EXERCISE DIRECTIONS -
Your answer must be an exact copy of the listing.
== Segment start ==
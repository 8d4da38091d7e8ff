//! Title metadata written by the simulation engine.
//!
//! The engine writes one free-text title describing the run parameters.
//! Charts use it verbatim as a title, and two marker tokens split it:
//! - the text before the *filename marker* becomes the figure file prefix
//! - the text from the *params marker* onwards is the parameter summary
//!
//! Marker tokens are conventions of the upstream title generator, so they
//! are configuration rather than constants.

#[cfg(feature = "serde")]
use serde::{Deserialize, Serialize};

/// Default token ending the filename prefix
pub const DEFAULT_FILENAME_MARKER: &str = "simulations";

/// Default token starting the parameter summary
pub const DEFAULT_PARAMS_MARKER: &str = "(Smin";

/// Marker tokens used to split a title.
#[derive(Debug, Clone, PartialEq, Eq)]
#[cfg_attr(feature = "serde", derive(Serialize, Deserialize))]
#[cfg_attr(feature = "serde", serde(default))]
pub struct TitleMarkers {
    /// The filename prefix is everything before this token
    pub filename_marker: String,
    /// The parameter summary is everything from this token on
    pub params_marker: String,
}

impl Default for TitleMarkers {
    fn default() -> Self {
        Self {
            filename_marker: DEFAULT_FILENAME_MARKER.to_string(),
            params_marker: DEFAULT_PARAMS_MARKER.to_string(),
        }
    }
}

/// Read-only title string of a simulation run.
///
/// # Examples
///
/// ```
/// use bench_core::{TitleMarkers, TitleMetadata};
///
/// let title = TitleMetadata::new("European call 1000 simulations (Smin = 10, Smax = 50)");
/// let markers = TitleMarkers::default();
///
/// assert_eq!(title.filename_prefix(&markers), Some("European call 1000 "));
/// assert_eq!(title.params(&markers), "(Smin = 10, Smax = 50)");
/// assert_eq!(title.file_stem(&markers, "price"), "European_call_1000_price");
/// ```
#[derive(Debug, Clone, PartialEq, Eq, Default)]
pub struct TitleMetadata {
    text: String,
}

impl TitleMetadata {
    /// Wrap a title, dropping trailing line terminators
    pub fn new(text: impl Into<String>) -> Self {
        let mut text = text.into();
        let trimmed = text.trim_end_matches(['\r', '\n']).len();
        text.truncate(trimmed);
        Self { text }
    }

    /// Full title text
    pub fn text(&self) -> &str {
        &self.text
    }

    /// Text before the filename marker, `None` if the marker is absent
    pub fn filename_prefix(&self, markers: &TitleMarkers) -> Option<&str> {
        if markers.filename_marker.is_empty() {
            return None;
        }
        self.text
            .find(&markers.filename_marker)
            .map(|end| &self.text[..end])
    }

    /// Text from the params marker to the end.
    ///
    /// Falls back to the whole title when the marker is absent.
    pub fn params(&self, markers: &TitleMarkers) -> &str {
        if markers.params_marker.is_empty() {
            return &self.text;
        }
        match self.text.find(&markers.params_marker) {
            Some(start) => &self.text[start..],
            None => &self.text,
        }
    }

    /// Figure file stem: sanitised filename prefix followed by `suffix`.
    ///
    /// Without a prefix the stem is the sanitised suffix alone.
    pub fn file_stem(&self, markers: &TitleMarkers, suffix: &str) -> String {
        let prefix = self.filename_prefix(markers).unwrap_or("");
        sanitize_file_component(&format!("{}{}", prefix, suffix))
    }
}

impl std::fmt::Display for TitleMetadata {
    fn fmt(&self, f: &mut std::fmt::Formatter<'_>) -> std::fmt::Result {
        f.write_str(&self.text)
    }
}

/// Replace whitespace and path separators with underscores
pub fn sanitize_file_component(raw: &str) -> String {
    raw.chars()
        .map(|c| {
            if c.is_whitespace() || c == '/' || c == '\\' {
                '_'
            } else {
                c
            }
        })
        .collect()
}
== Segment end ==
OUTPUT FOR THIS TASK -
repository 8d4da38091d7e8ff
//! Title metadata written by the simulation engine.
//!
//! The engine writes one free-text title describing the run parameters.
//! Charts use it verbatim as a title, and two marker tokens split it:
//! - the text before the *filename marker* becomes the figure file prefix
//! - the text from the *params marker* onwards is the parameter summary
//!
//! Marker tokens are conventions of the upstream title generator, so they
//! are configuration rather than constants.

#[cfg(feature = "serde")]
use serde::{Deserialize, Serialize};

/// Default token ending the filename prefix
pub const DEFAULT_FILENAME_MARKER: &str = "simulations";

/// Default token starting the parameter summary
pub const DEFAULT_PARAMS_MARKER: &str = "(Smin";

/// Marker tokens used to split a title.
#[derive(Debug, Clone, PartialEq, Eq)]
#[cfg_attr(feature = "serde", derive(Serialize, Deserialize))]
#[cfg_attr(feature = "serde", serde(default))]
pub struct TitleMarkers {
    /// The filename prefix is everything before this token
    pub filename_marker: String,
    /// The parameter summary is everything from this token on
    pub params_marker: String,
}

impl Default for TitleMarkers {
    fn default() -> Self {
        Self {
            filename_marker: DEFAULT_FILENAME_MARKER.to_string(),
            params_marker: DEFAULT_PARAMS_MARKER.to_string(),
        }
    }
}

/// Read-only title string of a simulation run.
///
/// # Examples
///
/// ```
/// use bench_core::{TitleMarkers, TitleMetadata};
///
/// let title = TitleMetadata::new("European call 1000 simulations (Smin = 10, Smax = 50)");
/// let markers = TitleMarkers::default();
///
/// assert_eq!(title.filename_prefix(&markers), Some("European call 1000 "));
/// assert_eq!(title.params(&markers), "(Smin = 10, Smax = 50)");
/// assert_eq!(title.file_stem(&markers, "price"), "European_call_1000_price");
/// ```
#[derive(Debug, Clone, PartialEq, Eq, Default)]
pub struct TitleMetadata {
    text: String,
}

impl TitleMetadata {
    /// Wrap a title, dropping trailing line terminators
    pub fn new(text: impl Into<String>) -> Self {
        let mut text = text.into();
        let trimmed = text.trim_end_matches(['\r', '\n']).len();
        text.truncate(trimmed);
        Self { text }
    }

    /// Full title text
    pub fn text(&self) -> &str {
        &self.text
    }

    /// Text before the filename marker, `None` if the marker is absent
    pub fn filename_prefix(&self, markers: &TitleMarkers) -> Option<&str> {
        if markers.filename_marker.is_empty() {
            return None;
        }
        self.text
            .find(&markers.filename_marker)
            .map(|end| &self.text[..end])
    }

    /// Text from the params marker to the end.
    ///
    /// Falls back to the whole title when the marker is absent.
    pub fn params(&self, markers: &TitleMarkers) -> &str {
        if markers.params_marker.is_empty() {
            return &self.text;
        }
        match self.text.find(&markers.params_marker) {
            Some(start) => &self.text[start..],
            None => &self.text,
        }
    }

    /// Figure file stem: sanitised filename prefix followed by `suffix`.
    ///
    /// Without a prefix the stem is the sanitised suffix alone.
    pub fn file_stem(&self, markers: &TitleMarkers, suffix: &str) -> String {
        let prefix = self.filename_prefix(markers).unwrap_or("");
        sanitize_file_component(&format!("{}{}", prefix, suffix))
    }
}

impl std::fmt::Display for TitleMetadata {
    fn fmt(&self, f: &mut std::fmt::Formatter<'_>) -> std::fmt::Result {
        f.write_str(&self.text)
    }
}

/// Replace whitespace and path separators with underscores
pub fn sanitize_file_component(raw: &str) -> String {
    raw.chars()
        .map(|c| {
            if c.is_whitespace() || c == '/' || c == '\\' {
                '_'
            } else {
                c
            }
        })
        .collect()
}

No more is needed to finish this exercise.